RECORD EXTRACTS
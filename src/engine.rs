//! Pipeline entry points: source text to AST, AST to rendered elements.

use crate::diagnostics::{to_error_source, ArtError, ErrorContext, Span};
use crate::runtime::resolver;
use crate::runtime::value::Renderer;
use crate::syntax::ast::AstNode;
use crate::syntax::grammar;

/// Parses Art source into its command-list AST. Renderer-independent.
pub fn parse(source: &str) -> Result<Vec<AstNode>, ArtError> {
    match grammar::program().run(source) {
        Ok(success) => Ok(success.result),
        Err(failure) => {
            let span = if failure.index < source.len() {
                Span::at(failure.index)
            } else {
                Span::new(source.len().saturating_sub(1), source.len())
            };
            Err(ArtError::syntax(
                failure.error.to_string(),
                ErrorContext::with_source_and_span(to_error_source("source", source), span),
            ))
        }
    }
}

/// Resolves a parsed command list against a renderer capability, returning
/// the rendered elements in command order. The first resolution error
/// aborts; no partial output is returned.
pub fn interpret<R: Renderer>(
    commands: &[AstNode],
    renderer: &mut R,
) -> Result<Vec<R::Element>, ArtError> {
    resolver::resolve_program(commands, renderer)
}

/// Parses and resolves in one step, attaching the source text to any
/// resolution error so diagnostics can point into it.
pub fn execute<R: Renderer>(
    source: &str,
    renderer: &mut R,
) -> Result<Vec<R::Element>, ArtError> {
    let commands = parse(source)?;
    interpret(&commands, renderer)
        .map_err(|error| error.with_source(to_error_source("source", source)))
}
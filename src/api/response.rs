//! JSON envelope shared by every API response.

use serde::Serialize;

/// `{ success, data, message }` wrapper returned by all JSON endpoints.
#[derive(Debug, Clone, Serialize)]
pub struct ApiResponse<T> {
    pub success: bool,
    pub data: Option<T>,
    pub message: Option<String>,
}

impl<T> ApiResponse<T> {
    /// Successful response carrying `data`
    pub const fn success(data: T) -> Self {
        Self {
            success: true,
            data: Some(data),
            message: None,
        }
    }

    /// Failed response that still carries data, e.g. a validation report
    pub fn error_with_data(data: T, message: impl Into<String>) -> Self {
        Self {
            success: false,
            data: Some(data),
            message: Some(message.into()),
        }
    }
}

impl ApiResponse<()> {
    /// Failed response with only a message
    pub fn error(message: impl Into<String>) -> Self {
        Self {
            success: false,
            data: None,
            message: Some(message.into()),
        }
    }
}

PROBLEM TO WORK ON
From the entries above, extract every line where the word "data" appears.

OUTPUT OF THE EXERCISE
/// `{ success, data, message }` wrapper returned by all JSON endpoints.
    pub data: Option<T>,
    /// Successful response carrying `data`
    pub const fn success(data: T) -> Self {
            data: Some(data),
    /// Failed response that still carries data, e.g. a validation report
    pub fn error_with_data(data: T, message: impl Into<String>) -> Self {
            data: Some(data),
            data: None,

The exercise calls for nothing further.